Homélies et commentaires par fr. Laurent Mathelot OP

Résurgences

Vivre des expériences mystiques est-il important pour la foi ?

Beaucoup rapportent des expériences personnelles fortes, qu’ils interprètent comme une rencontre avec Dieu. Comment savoir si Dieu était vraiment là ? Ces expériences sont-elles importantes pour la foi chrétienne ? Réponses du F. Jean-Marie Gueullette, dominicain, théologien, auteur de La spiritualité est américaine (Cerf).


Vous constatez dans votre livre que les chrétiens, américains notamment, insistent beaucoup actuellement sur l’expérience personnelle qu’ils font de Dieu, à travers des expériences mystiques (des « expériences spirituelles » comme on dit aujourd’hui) ou de mort imminente. Comment expliquez-vous de telles expériences ?

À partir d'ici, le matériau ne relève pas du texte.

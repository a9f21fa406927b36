// Adapters
// データベースとファイルシステムへのアクセスを抽象化

pub mod connection_string;
pub mod database;
pub mod probe;
pub mod query_builder;
pub mod query_log;
pub mod sql_quote;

J.-M. G. : Je suis pas sûr qu’on puisse les expliquer, mais au moins écouter avec respect les personnes qui les ont vécues. On peut ensuite en discuter et y réfléchir, mais fondamentalement, quand quelqu’un raconte ce qu’il a vécu, la première chose à faire est de l’écouter et de le croire. Je suis toujours très attentif à faire la distinction entre ce qu’une personne a vécu, le récit qu’elle en fait et qui peut évoluer dans le temps, parce qu’elle y a réfléchi et a fait surgir des interprétations, et enfin le discours que l’auditeur ou le théologien peut tenir sur ce récit. Si on réfléchit sur un récit d’expérience, et qu’on en montre éventuellement les limites ou les difficultés de cohérence avec la foi, cela ne signifie pas que l’on met en cause la personne et ce qu’elle a vécu. Il est capital de le dire dès le début, afin que personne ne se sente jugé ou victime d’un déni.

On connaît beaucoup de récits d’expériences spirituelles transmis par la tradition chrétienne. Ont-ils des traits communs ?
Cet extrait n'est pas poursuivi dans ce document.